#### What is expected
When the string "static" appears in a line of the records, show the whole line.

[Entries supplied Boundary: Start]

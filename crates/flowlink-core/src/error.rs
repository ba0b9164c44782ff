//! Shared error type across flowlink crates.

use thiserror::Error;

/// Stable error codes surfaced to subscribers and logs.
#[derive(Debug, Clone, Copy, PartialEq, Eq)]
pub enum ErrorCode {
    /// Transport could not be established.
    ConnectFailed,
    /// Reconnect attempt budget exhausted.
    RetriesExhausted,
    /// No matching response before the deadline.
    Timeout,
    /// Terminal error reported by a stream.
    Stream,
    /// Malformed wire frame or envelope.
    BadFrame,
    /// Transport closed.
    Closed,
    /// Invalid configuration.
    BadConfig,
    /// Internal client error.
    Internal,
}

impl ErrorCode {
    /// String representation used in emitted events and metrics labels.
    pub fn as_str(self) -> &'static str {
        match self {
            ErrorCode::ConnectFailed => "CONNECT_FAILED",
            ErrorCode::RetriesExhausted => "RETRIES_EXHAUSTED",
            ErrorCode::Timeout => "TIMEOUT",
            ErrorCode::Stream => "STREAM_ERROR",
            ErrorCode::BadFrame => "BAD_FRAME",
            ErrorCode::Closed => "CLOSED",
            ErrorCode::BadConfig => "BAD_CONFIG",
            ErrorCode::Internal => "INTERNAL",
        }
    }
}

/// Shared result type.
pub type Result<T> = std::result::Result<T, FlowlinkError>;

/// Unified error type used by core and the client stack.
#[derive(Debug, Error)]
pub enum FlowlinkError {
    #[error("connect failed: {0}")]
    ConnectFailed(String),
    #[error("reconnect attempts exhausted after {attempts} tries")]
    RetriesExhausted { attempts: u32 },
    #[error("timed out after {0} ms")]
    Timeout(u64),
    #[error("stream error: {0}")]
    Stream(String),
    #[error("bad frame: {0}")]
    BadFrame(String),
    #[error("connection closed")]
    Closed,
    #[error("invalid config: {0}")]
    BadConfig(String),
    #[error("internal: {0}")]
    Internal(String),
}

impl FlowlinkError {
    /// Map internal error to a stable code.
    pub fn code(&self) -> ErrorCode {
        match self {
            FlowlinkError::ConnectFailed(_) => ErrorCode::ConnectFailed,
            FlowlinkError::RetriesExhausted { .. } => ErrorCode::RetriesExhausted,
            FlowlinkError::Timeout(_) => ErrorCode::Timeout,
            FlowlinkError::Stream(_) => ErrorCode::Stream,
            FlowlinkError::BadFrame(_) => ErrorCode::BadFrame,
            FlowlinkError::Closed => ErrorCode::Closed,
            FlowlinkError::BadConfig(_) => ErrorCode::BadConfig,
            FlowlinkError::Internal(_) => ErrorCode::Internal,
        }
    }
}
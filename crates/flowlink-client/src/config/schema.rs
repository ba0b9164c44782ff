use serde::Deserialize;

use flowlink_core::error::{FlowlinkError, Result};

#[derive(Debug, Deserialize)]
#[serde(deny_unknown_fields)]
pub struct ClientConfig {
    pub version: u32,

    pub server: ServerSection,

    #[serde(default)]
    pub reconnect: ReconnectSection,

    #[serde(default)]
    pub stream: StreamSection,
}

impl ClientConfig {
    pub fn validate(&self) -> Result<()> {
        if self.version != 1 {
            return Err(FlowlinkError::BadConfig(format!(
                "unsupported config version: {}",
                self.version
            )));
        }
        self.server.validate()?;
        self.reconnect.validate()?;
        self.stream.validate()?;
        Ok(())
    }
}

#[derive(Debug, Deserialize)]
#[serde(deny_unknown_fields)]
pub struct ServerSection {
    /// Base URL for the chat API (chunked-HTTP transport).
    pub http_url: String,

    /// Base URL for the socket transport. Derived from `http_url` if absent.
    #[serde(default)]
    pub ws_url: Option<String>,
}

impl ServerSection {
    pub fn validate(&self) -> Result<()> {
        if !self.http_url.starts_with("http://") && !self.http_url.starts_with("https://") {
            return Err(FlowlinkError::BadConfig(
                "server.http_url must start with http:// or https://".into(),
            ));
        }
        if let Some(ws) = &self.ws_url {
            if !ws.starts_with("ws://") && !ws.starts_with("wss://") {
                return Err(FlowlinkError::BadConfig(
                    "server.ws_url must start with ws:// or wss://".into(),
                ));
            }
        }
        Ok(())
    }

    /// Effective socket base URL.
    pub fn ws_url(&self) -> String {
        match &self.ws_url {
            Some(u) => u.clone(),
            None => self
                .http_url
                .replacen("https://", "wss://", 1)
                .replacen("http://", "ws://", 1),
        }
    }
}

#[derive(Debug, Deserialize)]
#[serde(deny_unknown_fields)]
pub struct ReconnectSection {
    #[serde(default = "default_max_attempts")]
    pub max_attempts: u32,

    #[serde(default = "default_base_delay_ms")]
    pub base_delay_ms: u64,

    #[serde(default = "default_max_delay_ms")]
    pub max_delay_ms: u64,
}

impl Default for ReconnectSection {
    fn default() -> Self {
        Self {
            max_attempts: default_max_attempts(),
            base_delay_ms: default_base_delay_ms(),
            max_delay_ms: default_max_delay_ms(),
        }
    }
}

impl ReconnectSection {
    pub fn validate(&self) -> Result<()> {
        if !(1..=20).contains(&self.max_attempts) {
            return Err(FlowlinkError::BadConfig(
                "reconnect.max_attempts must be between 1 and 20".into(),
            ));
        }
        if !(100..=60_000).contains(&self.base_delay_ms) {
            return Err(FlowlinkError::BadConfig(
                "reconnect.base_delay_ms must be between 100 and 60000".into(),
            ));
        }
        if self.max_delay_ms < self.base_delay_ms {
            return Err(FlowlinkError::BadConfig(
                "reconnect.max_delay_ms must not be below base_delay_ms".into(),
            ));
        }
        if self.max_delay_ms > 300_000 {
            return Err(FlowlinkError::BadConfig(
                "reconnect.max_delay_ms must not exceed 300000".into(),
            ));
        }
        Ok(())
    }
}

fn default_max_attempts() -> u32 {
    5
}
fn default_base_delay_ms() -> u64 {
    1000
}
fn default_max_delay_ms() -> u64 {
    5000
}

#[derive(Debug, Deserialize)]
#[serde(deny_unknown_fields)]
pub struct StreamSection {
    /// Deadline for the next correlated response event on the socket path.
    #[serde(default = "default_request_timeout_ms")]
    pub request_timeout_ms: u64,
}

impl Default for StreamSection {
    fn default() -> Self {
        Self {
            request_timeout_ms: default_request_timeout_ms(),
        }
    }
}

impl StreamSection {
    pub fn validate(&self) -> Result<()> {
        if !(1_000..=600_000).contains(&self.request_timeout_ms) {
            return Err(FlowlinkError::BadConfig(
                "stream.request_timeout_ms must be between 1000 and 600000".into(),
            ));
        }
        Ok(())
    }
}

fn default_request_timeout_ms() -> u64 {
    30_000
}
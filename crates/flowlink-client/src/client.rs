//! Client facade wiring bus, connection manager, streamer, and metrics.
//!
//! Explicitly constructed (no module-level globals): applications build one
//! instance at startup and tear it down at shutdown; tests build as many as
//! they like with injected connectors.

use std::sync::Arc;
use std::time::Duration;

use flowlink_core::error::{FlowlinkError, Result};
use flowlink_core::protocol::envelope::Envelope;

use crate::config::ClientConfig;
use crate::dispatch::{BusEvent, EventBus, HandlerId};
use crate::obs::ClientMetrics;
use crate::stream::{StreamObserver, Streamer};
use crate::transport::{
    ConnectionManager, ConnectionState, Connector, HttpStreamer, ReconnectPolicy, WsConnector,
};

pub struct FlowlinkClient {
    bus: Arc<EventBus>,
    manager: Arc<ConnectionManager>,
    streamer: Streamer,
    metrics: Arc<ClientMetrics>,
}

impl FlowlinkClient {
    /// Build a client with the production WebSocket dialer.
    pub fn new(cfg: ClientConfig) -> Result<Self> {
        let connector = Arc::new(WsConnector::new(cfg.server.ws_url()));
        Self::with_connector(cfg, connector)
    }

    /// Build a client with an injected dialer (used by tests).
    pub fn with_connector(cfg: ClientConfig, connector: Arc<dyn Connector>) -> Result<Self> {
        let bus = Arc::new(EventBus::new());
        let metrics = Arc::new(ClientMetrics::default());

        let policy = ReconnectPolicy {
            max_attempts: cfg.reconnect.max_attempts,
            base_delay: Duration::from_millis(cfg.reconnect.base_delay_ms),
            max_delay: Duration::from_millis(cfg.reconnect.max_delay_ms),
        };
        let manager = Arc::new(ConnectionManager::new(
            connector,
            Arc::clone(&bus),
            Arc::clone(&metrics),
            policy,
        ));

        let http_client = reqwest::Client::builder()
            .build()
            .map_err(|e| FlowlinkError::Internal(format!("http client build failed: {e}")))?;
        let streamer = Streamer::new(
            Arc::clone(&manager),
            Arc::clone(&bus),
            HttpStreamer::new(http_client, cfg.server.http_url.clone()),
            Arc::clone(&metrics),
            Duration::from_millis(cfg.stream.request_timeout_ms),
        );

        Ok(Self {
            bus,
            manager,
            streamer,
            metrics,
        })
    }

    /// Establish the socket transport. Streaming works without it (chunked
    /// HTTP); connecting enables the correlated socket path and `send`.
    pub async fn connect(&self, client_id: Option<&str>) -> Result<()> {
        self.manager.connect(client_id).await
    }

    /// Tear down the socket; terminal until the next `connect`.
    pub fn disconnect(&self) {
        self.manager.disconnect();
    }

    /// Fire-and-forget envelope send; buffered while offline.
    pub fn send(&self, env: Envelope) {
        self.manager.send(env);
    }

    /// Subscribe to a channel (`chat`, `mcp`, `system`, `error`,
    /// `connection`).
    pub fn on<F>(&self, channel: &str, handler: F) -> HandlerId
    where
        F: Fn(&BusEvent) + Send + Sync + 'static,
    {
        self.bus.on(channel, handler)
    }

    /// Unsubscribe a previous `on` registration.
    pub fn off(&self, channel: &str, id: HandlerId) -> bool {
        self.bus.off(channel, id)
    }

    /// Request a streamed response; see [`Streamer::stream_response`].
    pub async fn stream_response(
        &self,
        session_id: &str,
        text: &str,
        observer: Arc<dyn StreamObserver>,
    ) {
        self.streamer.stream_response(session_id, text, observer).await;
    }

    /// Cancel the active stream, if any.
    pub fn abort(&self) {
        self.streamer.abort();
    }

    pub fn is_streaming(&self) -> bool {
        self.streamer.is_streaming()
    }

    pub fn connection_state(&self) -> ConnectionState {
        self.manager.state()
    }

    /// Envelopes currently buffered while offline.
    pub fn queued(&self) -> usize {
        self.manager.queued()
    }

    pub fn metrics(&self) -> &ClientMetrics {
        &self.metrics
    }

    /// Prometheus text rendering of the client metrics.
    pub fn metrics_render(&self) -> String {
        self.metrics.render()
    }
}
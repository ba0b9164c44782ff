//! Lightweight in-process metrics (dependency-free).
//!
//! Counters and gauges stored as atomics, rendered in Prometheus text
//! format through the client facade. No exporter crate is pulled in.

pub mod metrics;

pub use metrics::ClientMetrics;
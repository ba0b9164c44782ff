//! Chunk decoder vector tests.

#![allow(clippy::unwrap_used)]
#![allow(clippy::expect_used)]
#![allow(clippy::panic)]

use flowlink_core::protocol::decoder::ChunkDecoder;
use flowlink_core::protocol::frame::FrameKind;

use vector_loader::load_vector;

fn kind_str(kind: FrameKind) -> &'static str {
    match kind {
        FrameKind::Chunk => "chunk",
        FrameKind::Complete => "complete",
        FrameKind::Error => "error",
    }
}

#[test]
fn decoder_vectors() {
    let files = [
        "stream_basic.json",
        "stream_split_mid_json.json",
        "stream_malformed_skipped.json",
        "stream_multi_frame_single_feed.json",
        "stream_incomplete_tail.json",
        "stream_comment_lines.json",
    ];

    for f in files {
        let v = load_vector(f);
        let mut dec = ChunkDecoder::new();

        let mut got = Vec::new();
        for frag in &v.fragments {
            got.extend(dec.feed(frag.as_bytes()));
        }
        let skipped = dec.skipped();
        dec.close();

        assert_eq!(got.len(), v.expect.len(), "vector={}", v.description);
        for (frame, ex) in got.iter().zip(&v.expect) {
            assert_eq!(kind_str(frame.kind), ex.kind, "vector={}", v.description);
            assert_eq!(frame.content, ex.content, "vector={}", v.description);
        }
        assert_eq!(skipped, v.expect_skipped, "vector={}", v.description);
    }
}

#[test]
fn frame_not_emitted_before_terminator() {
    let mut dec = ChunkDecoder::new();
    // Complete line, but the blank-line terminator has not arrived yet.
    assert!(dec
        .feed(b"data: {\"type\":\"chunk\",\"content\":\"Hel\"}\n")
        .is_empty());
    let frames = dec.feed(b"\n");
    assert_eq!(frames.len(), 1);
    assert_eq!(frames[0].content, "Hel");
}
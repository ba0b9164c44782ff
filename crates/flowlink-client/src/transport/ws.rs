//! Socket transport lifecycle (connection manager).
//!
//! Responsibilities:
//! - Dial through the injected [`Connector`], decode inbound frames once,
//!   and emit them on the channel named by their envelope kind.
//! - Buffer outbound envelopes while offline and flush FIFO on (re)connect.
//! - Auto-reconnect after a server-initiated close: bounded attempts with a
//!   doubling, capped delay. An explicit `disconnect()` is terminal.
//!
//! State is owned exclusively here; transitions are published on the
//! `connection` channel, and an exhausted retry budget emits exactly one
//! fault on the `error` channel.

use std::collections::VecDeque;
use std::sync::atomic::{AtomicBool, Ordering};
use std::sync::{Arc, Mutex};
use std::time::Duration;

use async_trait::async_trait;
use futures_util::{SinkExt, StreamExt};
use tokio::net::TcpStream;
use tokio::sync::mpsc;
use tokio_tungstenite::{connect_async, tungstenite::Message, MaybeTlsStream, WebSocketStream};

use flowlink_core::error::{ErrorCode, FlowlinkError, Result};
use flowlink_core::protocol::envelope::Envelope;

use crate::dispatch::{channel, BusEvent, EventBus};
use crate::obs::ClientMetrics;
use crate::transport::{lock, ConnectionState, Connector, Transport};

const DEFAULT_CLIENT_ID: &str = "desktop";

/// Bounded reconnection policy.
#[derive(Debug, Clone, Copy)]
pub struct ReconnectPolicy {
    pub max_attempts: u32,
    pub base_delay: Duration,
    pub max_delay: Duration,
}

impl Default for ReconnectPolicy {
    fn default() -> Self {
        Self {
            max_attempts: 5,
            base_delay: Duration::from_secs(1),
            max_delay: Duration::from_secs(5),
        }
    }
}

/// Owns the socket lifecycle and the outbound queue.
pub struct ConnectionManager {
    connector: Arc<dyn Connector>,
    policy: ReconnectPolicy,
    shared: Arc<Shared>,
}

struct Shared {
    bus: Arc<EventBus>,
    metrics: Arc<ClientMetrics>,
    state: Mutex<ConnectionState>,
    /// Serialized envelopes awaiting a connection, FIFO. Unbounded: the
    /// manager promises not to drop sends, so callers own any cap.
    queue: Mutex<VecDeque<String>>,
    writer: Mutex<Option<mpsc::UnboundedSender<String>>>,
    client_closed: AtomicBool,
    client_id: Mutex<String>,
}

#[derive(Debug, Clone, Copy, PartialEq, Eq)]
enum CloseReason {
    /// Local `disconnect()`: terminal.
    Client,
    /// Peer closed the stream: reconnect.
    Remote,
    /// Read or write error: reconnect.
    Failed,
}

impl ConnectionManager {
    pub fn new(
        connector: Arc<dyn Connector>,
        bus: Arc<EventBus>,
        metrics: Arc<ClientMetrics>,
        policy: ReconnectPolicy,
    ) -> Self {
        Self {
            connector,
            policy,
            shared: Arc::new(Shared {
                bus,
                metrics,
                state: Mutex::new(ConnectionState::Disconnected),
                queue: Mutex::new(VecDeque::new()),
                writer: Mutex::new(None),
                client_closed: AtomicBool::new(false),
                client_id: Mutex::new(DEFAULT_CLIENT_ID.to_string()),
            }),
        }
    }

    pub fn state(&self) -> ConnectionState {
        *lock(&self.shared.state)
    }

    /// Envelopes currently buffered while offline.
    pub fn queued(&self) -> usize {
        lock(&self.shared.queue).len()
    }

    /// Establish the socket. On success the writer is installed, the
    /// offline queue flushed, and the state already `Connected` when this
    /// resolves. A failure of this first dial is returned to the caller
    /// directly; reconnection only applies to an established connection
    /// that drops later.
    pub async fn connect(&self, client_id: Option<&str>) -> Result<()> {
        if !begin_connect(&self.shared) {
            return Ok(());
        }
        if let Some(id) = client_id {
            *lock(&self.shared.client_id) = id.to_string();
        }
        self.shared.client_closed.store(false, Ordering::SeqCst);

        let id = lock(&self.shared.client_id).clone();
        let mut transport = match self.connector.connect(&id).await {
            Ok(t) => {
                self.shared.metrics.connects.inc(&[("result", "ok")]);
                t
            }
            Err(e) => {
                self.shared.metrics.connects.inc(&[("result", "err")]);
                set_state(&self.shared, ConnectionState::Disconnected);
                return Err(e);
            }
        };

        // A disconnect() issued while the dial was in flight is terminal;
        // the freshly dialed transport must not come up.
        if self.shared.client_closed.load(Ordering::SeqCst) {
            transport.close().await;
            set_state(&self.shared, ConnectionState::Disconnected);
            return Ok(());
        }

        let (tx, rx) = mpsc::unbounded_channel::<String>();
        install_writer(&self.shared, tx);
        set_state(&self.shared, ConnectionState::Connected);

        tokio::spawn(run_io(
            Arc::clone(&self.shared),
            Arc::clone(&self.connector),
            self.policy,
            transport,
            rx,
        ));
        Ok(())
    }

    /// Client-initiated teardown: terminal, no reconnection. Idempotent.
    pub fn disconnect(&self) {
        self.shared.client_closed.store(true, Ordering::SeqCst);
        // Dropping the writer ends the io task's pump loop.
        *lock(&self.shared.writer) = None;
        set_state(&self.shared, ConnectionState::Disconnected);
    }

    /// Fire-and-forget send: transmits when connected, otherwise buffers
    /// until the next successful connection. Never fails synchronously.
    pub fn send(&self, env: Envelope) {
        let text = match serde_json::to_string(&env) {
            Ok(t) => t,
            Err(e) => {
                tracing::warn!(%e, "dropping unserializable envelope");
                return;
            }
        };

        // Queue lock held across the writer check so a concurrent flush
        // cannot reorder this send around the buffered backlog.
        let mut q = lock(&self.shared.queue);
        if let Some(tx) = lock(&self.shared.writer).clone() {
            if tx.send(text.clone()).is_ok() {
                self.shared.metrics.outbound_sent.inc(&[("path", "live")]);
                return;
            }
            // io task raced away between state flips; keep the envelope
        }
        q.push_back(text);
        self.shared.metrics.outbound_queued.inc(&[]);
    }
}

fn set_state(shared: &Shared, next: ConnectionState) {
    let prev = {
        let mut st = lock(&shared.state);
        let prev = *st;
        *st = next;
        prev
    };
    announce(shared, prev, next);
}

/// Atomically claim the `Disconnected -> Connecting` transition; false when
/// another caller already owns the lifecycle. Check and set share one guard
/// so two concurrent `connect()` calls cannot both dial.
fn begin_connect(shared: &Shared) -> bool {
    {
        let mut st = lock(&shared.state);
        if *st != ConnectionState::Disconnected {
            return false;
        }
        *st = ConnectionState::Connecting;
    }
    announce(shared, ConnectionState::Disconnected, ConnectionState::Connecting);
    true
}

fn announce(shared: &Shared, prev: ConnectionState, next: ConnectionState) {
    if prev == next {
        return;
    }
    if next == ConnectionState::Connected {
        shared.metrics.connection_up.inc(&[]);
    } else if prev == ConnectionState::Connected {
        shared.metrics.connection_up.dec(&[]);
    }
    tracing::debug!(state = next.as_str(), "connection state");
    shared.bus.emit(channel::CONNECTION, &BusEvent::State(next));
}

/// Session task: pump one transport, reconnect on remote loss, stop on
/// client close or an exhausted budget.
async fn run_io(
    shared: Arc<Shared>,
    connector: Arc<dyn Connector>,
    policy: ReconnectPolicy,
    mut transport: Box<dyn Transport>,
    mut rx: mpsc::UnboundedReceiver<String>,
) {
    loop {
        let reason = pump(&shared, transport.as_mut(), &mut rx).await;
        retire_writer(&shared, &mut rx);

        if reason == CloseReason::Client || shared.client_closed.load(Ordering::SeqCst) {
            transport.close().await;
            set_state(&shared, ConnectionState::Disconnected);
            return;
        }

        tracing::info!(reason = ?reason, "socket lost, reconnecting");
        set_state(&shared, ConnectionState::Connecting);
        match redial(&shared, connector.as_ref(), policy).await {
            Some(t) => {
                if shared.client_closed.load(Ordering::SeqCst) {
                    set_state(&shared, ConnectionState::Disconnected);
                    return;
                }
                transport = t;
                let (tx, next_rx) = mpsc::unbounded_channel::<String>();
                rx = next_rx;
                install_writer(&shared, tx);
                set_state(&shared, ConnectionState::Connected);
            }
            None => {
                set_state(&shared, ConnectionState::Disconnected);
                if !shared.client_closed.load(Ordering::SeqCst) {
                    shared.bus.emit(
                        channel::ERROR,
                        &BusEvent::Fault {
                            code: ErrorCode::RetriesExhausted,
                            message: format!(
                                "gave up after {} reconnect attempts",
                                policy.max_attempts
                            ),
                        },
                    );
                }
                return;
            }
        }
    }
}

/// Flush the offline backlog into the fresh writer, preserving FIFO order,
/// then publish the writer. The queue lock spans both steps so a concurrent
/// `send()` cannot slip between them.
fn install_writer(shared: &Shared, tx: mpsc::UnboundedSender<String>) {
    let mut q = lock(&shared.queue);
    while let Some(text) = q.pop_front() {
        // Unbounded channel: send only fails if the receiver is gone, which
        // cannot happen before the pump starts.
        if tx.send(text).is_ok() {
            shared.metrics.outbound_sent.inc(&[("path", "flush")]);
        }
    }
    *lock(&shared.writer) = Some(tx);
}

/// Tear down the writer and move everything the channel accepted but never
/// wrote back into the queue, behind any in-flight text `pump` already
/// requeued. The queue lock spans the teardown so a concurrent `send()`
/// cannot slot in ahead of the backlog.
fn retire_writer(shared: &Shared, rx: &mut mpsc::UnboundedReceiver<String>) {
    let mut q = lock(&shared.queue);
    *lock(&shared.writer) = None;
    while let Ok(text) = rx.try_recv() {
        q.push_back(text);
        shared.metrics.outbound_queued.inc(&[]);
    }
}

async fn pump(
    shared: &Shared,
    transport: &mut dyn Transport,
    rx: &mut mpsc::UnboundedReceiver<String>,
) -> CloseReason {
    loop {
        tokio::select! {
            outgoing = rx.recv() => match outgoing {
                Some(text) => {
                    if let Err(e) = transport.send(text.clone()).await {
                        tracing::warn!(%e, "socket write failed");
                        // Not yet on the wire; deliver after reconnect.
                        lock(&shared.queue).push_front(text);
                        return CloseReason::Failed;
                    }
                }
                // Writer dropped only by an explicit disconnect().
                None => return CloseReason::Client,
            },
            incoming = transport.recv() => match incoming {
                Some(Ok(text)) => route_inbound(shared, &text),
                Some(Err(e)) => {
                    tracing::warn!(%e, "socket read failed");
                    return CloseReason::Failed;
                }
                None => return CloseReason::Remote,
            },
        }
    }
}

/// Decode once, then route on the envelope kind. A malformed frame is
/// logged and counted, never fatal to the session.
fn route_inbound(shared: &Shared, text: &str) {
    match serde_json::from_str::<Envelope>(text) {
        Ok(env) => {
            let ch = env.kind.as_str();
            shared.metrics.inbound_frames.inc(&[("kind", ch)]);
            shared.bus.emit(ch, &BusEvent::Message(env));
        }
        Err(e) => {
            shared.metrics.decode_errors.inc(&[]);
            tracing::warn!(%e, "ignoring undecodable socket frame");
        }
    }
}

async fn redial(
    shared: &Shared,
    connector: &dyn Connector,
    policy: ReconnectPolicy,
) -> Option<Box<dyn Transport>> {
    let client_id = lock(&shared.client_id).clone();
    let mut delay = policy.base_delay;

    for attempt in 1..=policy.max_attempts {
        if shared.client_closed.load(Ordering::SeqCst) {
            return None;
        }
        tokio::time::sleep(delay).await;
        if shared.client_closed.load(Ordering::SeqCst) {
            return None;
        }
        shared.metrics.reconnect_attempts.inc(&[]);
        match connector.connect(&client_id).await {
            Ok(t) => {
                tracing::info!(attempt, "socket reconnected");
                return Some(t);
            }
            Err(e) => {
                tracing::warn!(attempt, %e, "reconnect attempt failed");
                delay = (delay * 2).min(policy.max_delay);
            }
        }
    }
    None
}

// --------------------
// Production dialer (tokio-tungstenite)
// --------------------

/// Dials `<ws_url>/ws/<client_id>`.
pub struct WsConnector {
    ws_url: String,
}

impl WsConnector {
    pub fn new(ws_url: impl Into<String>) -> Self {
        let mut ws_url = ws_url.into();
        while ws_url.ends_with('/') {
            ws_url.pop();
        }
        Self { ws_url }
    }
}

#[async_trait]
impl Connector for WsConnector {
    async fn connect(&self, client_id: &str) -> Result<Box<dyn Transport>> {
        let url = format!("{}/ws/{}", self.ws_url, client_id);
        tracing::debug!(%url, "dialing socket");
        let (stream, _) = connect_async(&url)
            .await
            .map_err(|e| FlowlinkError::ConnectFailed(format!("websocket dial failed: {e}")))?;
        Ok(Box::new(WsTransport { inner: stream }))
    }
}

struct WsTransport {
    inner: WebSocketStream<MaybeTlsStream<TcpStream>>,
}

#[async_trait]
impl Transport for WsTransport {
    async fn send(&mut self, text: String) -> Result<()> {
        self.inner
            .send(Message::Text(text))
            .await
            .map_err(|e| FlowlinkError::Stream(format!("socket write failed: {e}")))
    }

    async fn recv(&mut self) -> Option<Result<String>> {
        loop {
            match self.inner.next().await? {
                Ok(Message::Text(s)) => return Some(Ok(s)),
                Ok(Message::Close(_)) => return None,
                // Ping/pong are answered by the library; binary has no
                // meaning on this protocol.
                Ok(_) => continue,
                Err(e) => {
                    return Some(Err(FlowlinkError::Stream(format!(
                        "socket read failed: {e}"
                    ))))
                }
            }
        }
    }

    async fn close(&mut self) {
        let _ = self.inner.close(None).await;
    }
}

[Entries supplied Boundary: End]

#### Exercise result
    pub fn as_str(self) -> &'static str {
        F: Fn(&BusEvent) + Send + Sync + 'static,
fn kind_str(kind: FrameKind) -> &'static str {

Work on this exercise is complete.